Bahkan aroma lantai posko kemenangan masih tercium sampai saat ini karena begitu khusyuknya Ayah sujud syukur kemenangan atas hitungan bodong kelompok mu. Ingin ku dekap Ayah dan bilang, "Sudahlah Ayah", tapi Aku tak kuasa karena aku tahu Ayah sudah tua dan bisa jadi hanya itu kebahagiaannya, hidup dalam mimpi.

Peristiwa paling memalukan bagiku adalah saat tante RS digebukin (ngakunya) which is dimata Ayah beliau memang bak pahlawan Cut Nyak Dien, sementara aku malah melihat tante mirip Ayah, orang yang sudah tua dan takut kehilangan pamor "sakit"!

Ayah memintaku untuk mendiagnosa lebam di wajah tante, aku sudah meyakinkan Ayah bahwa lebamnya mirip banget dengan beauty vlogger yang habis oplas di Korea. Namun aku tahu Ayah pasti tak akan percaya, dan demi kesehatan Ayah aku sampaikan bahwa secara medis itu benar-benar gebukan yang sangat sadis.

Aku bahkan sampai menangis karena melihat senyum kepuasan di wajah Ayah atas diagnosa palsuku, Ayah lupa bahwa aku hanya seorang Dokter Gigi bukan ahli visum.

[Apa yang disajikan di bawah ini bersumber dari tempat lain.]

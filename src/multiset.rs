//! Ordered set admitting duplicate keys.

use core::fmt;

use arbor_rbtree::{Cursor, IntoIter, Iter, RbTree, Result};

/// Ordered multi-key set.
///
/// Duplicate keys are admitted and sit adjacent in traversal order; their
/// relative order among themselves is unspecified and may change as the
/// tree rebalances.
#[derive(Clone)]
pub struct MultiSet<K: Ord> {
    tree: RbTree<K>,
}

impl<K: Ord> MultiSet<K> {
    pub fn new() -> Self {
        Self { tree: RbTree::new() }
    }

    /// Inserts `key`; duplicates are never rejected.
    pub fn insert(&mut self, key: K) -> Result<()> {
        self.tree.insert_multi(key)?;
        Ok(())
    }

    pub fn contains(&self, key: &K) -> bool {
        self.tree.contains(key)
    }

    /// Number of stored keys equal to `key`.
    pub fn count(&self, key: &K) -> usize {
        let mut cursor = self.tree.lower_bound(key);
        let mut n = 0;
        while cursor.get().is_ok_and(|k| k == key) {
            n += 1;
            cursor.move_next();
        }
        n
    }

    /// First position not ordering before `key`.
    pub fn lower_bound(&self, key: &K) -> Cursor<'_, K> {
        self.tree.lower_bound(key)
    }

    /// First position ordering after `key`.
    pub fn upper_bound(&self, key: &K) -> Cursor<'_, K> {
        self.tree.upper_bound(key)
    }

    /// The `[lower_bound, upper_bound)` cursor pair for `key`.
    pub fn equal_range(&self, key: &K) -> (Cursor<'_, K>, Cursor<'_, K>) {
        (self.lower_bound(key), self.upper_bound(key))
    }

    /// Removes one occurrence of `key`.
    pub fn remove_one(&mut self, key: &K) -> Option<K> {
        self.tree.remove(key)
    }

    /// Removes every occurrence of `key`, returning how many were removed.
    pub fn remove_all(&mut self, key: &K) -> usize {
        let mut n = 0;
        while self.tree.remove(key).is_some() {
            n += 1;
        }
        n
    }

    pub fn len(&self) -> usize {
        self.tree.len()
    }

    pub fn is_empty(&self) -> bool {
        self.tree.is_empty()
    }

    /// Theoretical element capacity.
    pub fn max_size(&self) -> usize {
        self.tree.max_size()
    }

    pub fn clear(&mut self) {
        self.tree.clear();
    }

    /// Keys in ascending order; equal keys adjacent.
    pub fn iter(&self) -> Iter<'_, K> {
        self.tree.iter()
    }

    pub fn first(&self) -> Option<&K> {
        self.tree.cursor_front().get().ok()
    }

    pub fn last(&self) -> Option<&K> {
        self.tree.cursor_back().get().ok()
    }

    /// Cursor at some occurrence of `key`, or at the end position.
    pub fn find(&self, key: &K) -> Cursor<'_, K> {
        self.tree.find(key)
    }

    /// Drains `other` into `self`, keeping every occurrence.
    pub fn merge(&mut self, other: &mut Self) -> Result<()> {
        self.tree.merge_multi(&mut other.tree)
    }

    /// Batch insert. Every element is admitted, so every flag is `true`;
    /// the shape matches [`crate::Set::insert_many`].
    pub fn insert_many<I>(&mut self, keys: I) -> Result<Vec<bool>>
    where
        I: IntoIterator<Item = K>,
    {
        let mut added = Vec::new();
        for key in keys {
            self.insert(key)?;
            added.push(true);
        }
        Ok(added)
    }
}

impl<K: Ord> Default for MultiSet<K> {
    fn default() -> Self {
        Self::new()
    }
}

impl<K: Ord + fmt::Debug> fmt::Debug for MultiSet<K> {
    fn fmt(&self, f: &mut fmt::Formatter<'_>) -> fmt::Result {
        f.debug_set().entries(self.iter()).finish()
    }
}

impl<K: Ord> FromIterator<K> for MultiSet<K> {
    fn from_iter<I: IntoIterator<Item = K>>(iter: I) -> Self {
        let mut set = MultiSet::new();
        set.extend(iter);
        set
    }
}

impl<K: Ord> Extend<K> for MultiSet<K> {
    /// The trait signature is infallible, so a `CapacityExceeded` insert
    /// error is dropped and the remaining elements are still attempted.
    /// Use [`MultiSet::insert_many`] to observe per-element outcomes.
    fn extend<I: IntoIterator<Item = K>>(&mut self, iter: I) {
        for key in iter {
            let _ = self.insert(key);
        }
    }
}

impl<K: Ord> IntoIterator for MultiSet<K> {
    type Item = K;
    type IntoIter = IntoIter<K>;

    fn into_iter(self) -> IntoIter<K> {
        self.tree.into_iter()
    }
}

impl<'a, K: Ord> IntoIterator for &'a MultiSet<K> {
    type Item = &'a K;
    type IntoIter = Iter<'a, K>;

    fn into_iter(self) -> Iter<'a, K> {
        self.iter()
    }
}

impl<K: Ord> PartialEq for MultiSet<K> {
    fn eq(&self, other: &Self) -> bool {
        self.len() == other.len() && self.iter().eq(other.iter())
    }
}

impl<K: Ord> Eq for MultiSet<K> {}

Tapi sekali lagi ges aku begini karena aku anak Ayah, hanya ingin Ayah bahagia.

Well, plis jangan benci Ayahku karena kalian tak pernah tahu betapa dia sudah dalam kesepian, Ayahku hidup dalam mimpi dan meskipun mimpi itu tak nyata tapi bisa membuat dia terus bernafas. Kebencian adalah energinya, menghina adalah semangatnya dan mimpi adlaah hidupnya.